Neonatal diet may influence the development of type 1 diabetes (T1D) in susceptible individuals through an intestinal mucosal inflammatory response, resulting in loss of self-tolerance. We tested the hypothesis that formula feeding during the neonatal period accelerates the development of T1D in diabetes-prone Bio-Breeding (BBDP) rats through regulation of CD4+CD25+ regulatory T lymphocytes (T-reg) and anti-inflammatory cytokines. BBDP rat pups fed rat milk substitute (RMS) via a "pup-in-the cup" system were compared with mother-fed (MF) rats. The spleen and thymus were analyzed for Foxp3-expressing CD4+/CD25+ T cells. Multiplex enzyme-linked immunosorbent assays (ELISAs) were performed to measure cytokine-induced neutrophil chemoattractant (CINC), tumor necrosis factor alpha (TNF-alpha), interferon-gamma (IFN-gamma), interleukin (IL)-4, IL-10, and IL-18. Diabetes-free survival, time of disease onset, and T-reg/total T lymphocyte ratios were not different.
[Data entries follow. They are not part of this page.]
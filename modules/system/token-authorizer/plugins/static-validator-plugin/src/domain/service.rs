//! Service implementation for the static credential validator.

use std::collections::HashMap;

use serde_json::{Map, Value};
use token_authorizer_sdk::{ValidatedClaims, ValidationError};

use crate::config::{StaticValidatorConfig, ValidatorMode};

/// Static credential validator service.
///
/// Provides token-to-claims mapping based on configuration mode:
/// - `accept_all`: Any non-empty token maps to the default claims
/// - `reject_all`: Every token is rejected
/// - `static_tokens`: Specific tokens map to specific claims
pub struct Service {
    mode: ValidatorMode,
    ttl_ms: Option<i64>,
    default_claims: Map<String, Value>,
    token_map: HashMap<String, Map<String, Value>>,
    reject_reason: String,
}

impl Service {
    /// Create a service from plugin configuration.
    #[must_use]
    pub fn from_config(cfg: &StaticValidatorConfig) -> Self {
        if cfg.mode == ValidatorMode::AcceptAll {
            tracing::warn!(
                "Static validator is running in `accept_all` mode: every credential \
                 is accepted with fixed claims. Do NOT use this mode in production."
            );
        }

        let token_map = cfg
            .tokens
            .iter()
            .map(|m| (m.token.clone(), m.claims.clone()))
            .collect();

        tracing::info!(
            mode = ?cfg.mode,
            ttl_ms = ?cfg.ttl_ms,
            token_count = cfg.tokens.len(),
            "Loaded static validator configuration"
        );

        Self {
            mode: cfg.mode.clone(),
            ttl_ms: cfg.ttl_ms.map(|ms| i64::try_from(ms).unwrap_or(i64::MAX)),
            default_claims: cfg.default_claims.clone(),
            token_map,
            reject_reason: cfg.reject_reason.clone(),
        }
    }

    /// Validate a token against the configured mapping.
    ///
    /// # Errors
    ///
    /// Returns `ValidationError::Unauthorized` if the token is empty, unknown,
    /// or the service is in `reject_all` mode.
    pub fn validate_token(&self, token: &str) -> Result<ValidatedClaims, ValidationError> {
        if token.is_empty() {
            return Err(ValidationError::Unauthorized("empty token".to_owned()));
        }

        let claims = match &self.mode {
            ValidatorMode::AcceptAll => &self.default_claims,
            ValidatorMode::RejectAll => {
                return Err(ValidationError::Unauthorized(self.reject_reason.clone()));
            }
            ValidatorMode::StaticTokens => self
                .token_map
                .get(token)
                .ok_or_else(|| ValidationError::Unauthorized(self.reject_reason.clone()))?,
        };

        Ok(self.build_claims(claims))
    }

    fn build_claims(&self, claims: &Map<String, Value>) -> ValidatedClaims {
        let validated = ValidatedClaims {
            claims: claims.clone(),
            expires: None,
        };
        match self.ttl_ms {
            Some(ttl) => {
                validated.expires_at(chrono::Utc::now().timestamp_millis().saturating_add(ttl))
            }
            None => validated,
        }
    }
}
//! # CyberBot
//!
//! File: cli/src/lib.rs
//!
//! A terminal chatbot that answers cybersecurity-awareness questions from
//! static tables, with a little per-session memory.
//!
//! - `bot`: the response engine (knowledge tables, session memory, router)
//! - `commands`: the `chat`, `ask` and `topics` commands
//! - `common`: console, banner, audio greeting and process helpers
//! - `core`: configuration and error types
//!
//! The binary in `main.rs` only parses arguments, sets up logging and
//! dispatches to `commands`.

pub mod bot;
pub mod commands;
pub mod common;
pub mod core;
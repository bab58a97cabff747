//! # CyberBot Process Execution Utilities (`common::process`)
//!
//! File: cli/src/common/process.rs
//!
//! ## Overview
//!
//! A thin wrapper around `std::process::Command` for running an external
//! program to completion. CyberBot only needs this for the audio greeting,
//! where playback is handed to a system player (`aplay`, `afplay`, ...).
//!
//! The child's output is captured rather than inherited so a noisy player
//! cannot scribble over the chat transcript. On failure the captured stderr
//! becomes part of the error message.
//!
use crate::core::error::Result;
use anyhow::{bail, Context};
use std::ffi::OsStr;
use std::process::Command;
use tracing::debug;

/// Runs `cmd` with `args`, blocking until it exits.
///
/// # Errors
///
/// Returns an error if the program cannot be started (e.g. it is not on
/// `PATH`) or if it exits with a non-zero status.
pub fn run_command_quiet<S: AsRef<OsStr>>(cmd: &str, args: &[S]) -> Result<()> {
    debug!(
        "Running: {} {:?}",
        cmd,
        args.iter().map(|a| a.as_ref()).collect::<Vec<_>>()
    );
    let output = Command::new(cmd)
        .args(args)
        .output()
        .with_context(|| format!("Failed to start '{}'", cmd))?;

    debug!(
        "'{}' finished: status={}, stderr='{}'",
        cmd,
        output.status,
        String::from_utf8_lossy(&output.stderr).trim()
    );

    if !output.status.success() {
        let stderr = String::from_utf8_lossy(&output.stderr);
        let stderr = stderr.trim();
        if stderr.is_empty() {
            bail!("'{}' exited with {}", cmd, output.status);
        }
        bail!("'{}' exited with {}: {}", cmd, output.status, stderr);
    }
    Ok(())
}
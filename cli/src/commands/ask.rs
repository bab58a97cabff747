//! # CyberBot Ask Command
//!
//! File: cli/src/commands/ask.rs
//!
//! Answers a single question and exits. Runs the same router as the
//! interactive session with a fresh, empty session memory, which makes it
//! handy for scripts:
//!
//! ```bash
//! cyberbot ask what is ransomware
//! cyberbot ask --seed 1 "any password tips?"
//! ```
//!
use crate::bot::{Reply, SessionMemory};
use crate::commands::chat::build_router;
use crate::core::error::{BotError, Result};
use clap::Parser;
use tracing::info;

/// Arguments for `cyberbot ask`.
#[derive(Parser, Debug)]
pub struct AskArgs {
    /// The question; multiple words are joined with spaces.
    #[arg(required = true, num_args = 1..)]
    pub question: Vec<String>,

    /// Name used in the "didn't understand" reply.
    #[arg(long, default_value = "friend")]
    pub name: String,

    /// Seed for tip selection.
    #[arg(long)]
    pub seed: Option<u64>,
}

pub fn handle_ask(args: AskArgs) -> Result<()> {
    let reply = answer(&args)?;
    info!("Answered with strategy {}", reply.strategy);
    println!("{}", reply.text);
    Ok(())
}

/// Routes the joined question through a fresh session.
pub fn answer(args: &AskArgs) -> Result<Reply> {
    let question = args.question.join(" ");
    if question.trim().is_empty() {
        return Err(BotError::EmptyQuestion.into());
    }
    let mut router = build_router(args.seed)?;
    let mut memory = SessionMemory::new();
    Ok(router.route(&question, &mut memory, &args.name))
}
//! # CyberBot Session Memory
//!
//! File: cli/src/bot/memory.rs
//!
//! Per-session state: the interest the user told us about and the last topic
//! we gave a tip for. One instance lives for exactly one session and is never
//! written to disk.

use tracing::debug;

/// Mutable state carried from one turn to the next.
#[derive(Debug, Clone, Default, PartialEq, Eq)]
pub struct SessionMemory {
    interest: Option<String>,
    last_topic: Option<String>,
}

impl SessionMemory {
    /// Creates an empty memory (no interest, no last topic).
    pub fn new() -> Self {
        Self::default()
    }

    /// Remembers the user's interest. Overwrites any previous value.
    /// Blank topics are ignored.
    pub fn set_interest(&mut self, topic: &str) {
        if let Some(topic) = non_blank(topic) {
            debug!(interest = topic, "Remembering interest");
            self.interest = Some(topic.to_string());
        }
    }

    pub fn interest(&self) -> Option<&str> {
        self.interest.as_deref()
    }

    /// Records the topic of the latest tip. Blank topics are ignored.
    pub fn set_last_topic(&mut self, topic: &str) {
        if let Some(topic) = non_blank(topic) {
            self.last_topic = Some(topic.to_string());
        }
    }

    pub fn last_topic(&self) -> Option<&str> {
        self.last_topic.as_deref()
    }
}

fn non_blank(value: &str) -> Option<&str> {
    let trimmed = value.trim();
    (!trimmed.is_empty()).then_some(trimmed)
}

#[cfg(test)]
mod tests {
    use super::*;

    #[test]
    fn test_starts_empty() {
        let memory = SessionMemory::new();
        assert_eq!(memory.interest(), None);
        assert_eq!(memory.last_topic(), None);
    }

    #[test]
    fn test_last_write_wins() {
        let mut memory = SessionMemory::new();
        memory.set_interest("phishing");
        memory.set_interest("privacy");
        assert_eq!(memory.interest(), Some("privacy"));

        memory.set_last_topic("password");
        memory.set_last_topic("phishing");
        assert_eq!(memory.last_topic(), Some("phishing"));
    }

    #[test]
    fn test_blank_topics_are_ignored() {
        let mut memory = SessionMemory::new();
        memory.set_interest("encryption");
        memory.set_interest("   ");
        memory.set_last_topic("");
        assert_eq!(memory.interest(), Some("encryption"));
        assert_eq!(memory.last_topic(), None);
    }
}
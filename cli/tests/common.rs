//! # CyberBot CLI Integration Test Common Helpers
//!
//! File: cli/tests/common.rs
//!
//! ## Overview
//!
//! Shared helpers for the integration test files (`chat.rs`, `ask.rs`, ...).
//! Each `.rs` file in `cli/tests/` is compiled as its own test crate and
//! pulls these in with `mod common;`.
//!

// Different test files use different helpers.
#![allow(dead_code)]

pub use assert_cmd::Command;
use std::path::{Path, PathBuf};

/// # Get CyberBot Command (`cyberbot_cmd`)
///
/// Creates an `assert_cmd::Command` for the compiled `cyberbot` binary,
/// isolated from the developer's setup:
/// - `CYBERBOT_CONFIG` and `RUST_LOG` are removed
/// - `HOME` and `XDG_CONFIG_HOME` point at an empty test home, so no user
///   `config.toml` is found
/// - the working directory is that home, which carries a `.git` marker so the
///   `.cyberbot.toml` search never climbs above it
///
/// Tests can still override any of these on the returned command.
///
/// ## Panics
/// Panics if the `cyberbot` binary cannot be found via `Command::cargo_bin`
/// or the test home cannot be created.
pub fn cyberbot_cmd() -> Command {
    let home = isolated_home();
    let mut cmd = Command::cargo_bin("cyberbot").expect("Failed to find cyberbot binary for testing");
    cmd.env_remove("CYBERBOT_CONFIG")
        .env_remove("RUST_LOG")
        .env("HOME", &home)
        .env("XDG_CONFIG_HOME", home.join(".config"))
        .current_dir(&home);
    cmd
}

/// Empty directory used as `HOME` and working directory by `cyberbot_cmd`.
/// Shared by every test and never written to after creation.
pub fn isolated_home() -> PathBuf {
    let home = std::env::temp_dir().join("cyberbot-test-home");
    std::fs::create_dir_all(home.join(".git")).expect("Failed to create test home");
    std::fs::create_dir_all(home.join(".config")).expect("Failed to create test home");
    home
}

/// Writes `contents` to `cyberbot.toml` inside `dir` and returns its path.
pub fn write_config(dir: &Path, contents: &str) -> PathBuf {
    let path = dir.join("cyberbot.toml");
    std::fs::write(&path, contents).expect("Failed to write test config");
    path
}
MF pups had higher ileal CINC (p < 0.001) and IL-18 (p = 0.002), but no differences in the liver. There were no differences in ileal cytokine concentrations of 75-d-old rats, but the formula-fed rats had greater liver TNF-alpha (p < 0.001), IFN-gamma, and IL-4 (p < 0.01) and lower IL-10 (p = 0.002) compared with MF animals. Formula versus maternal milk altered the hepatic cytokine profile at 75 d toward an inflammatory pattern but did not result in altered T-reg cell frequencies or the development of T1D.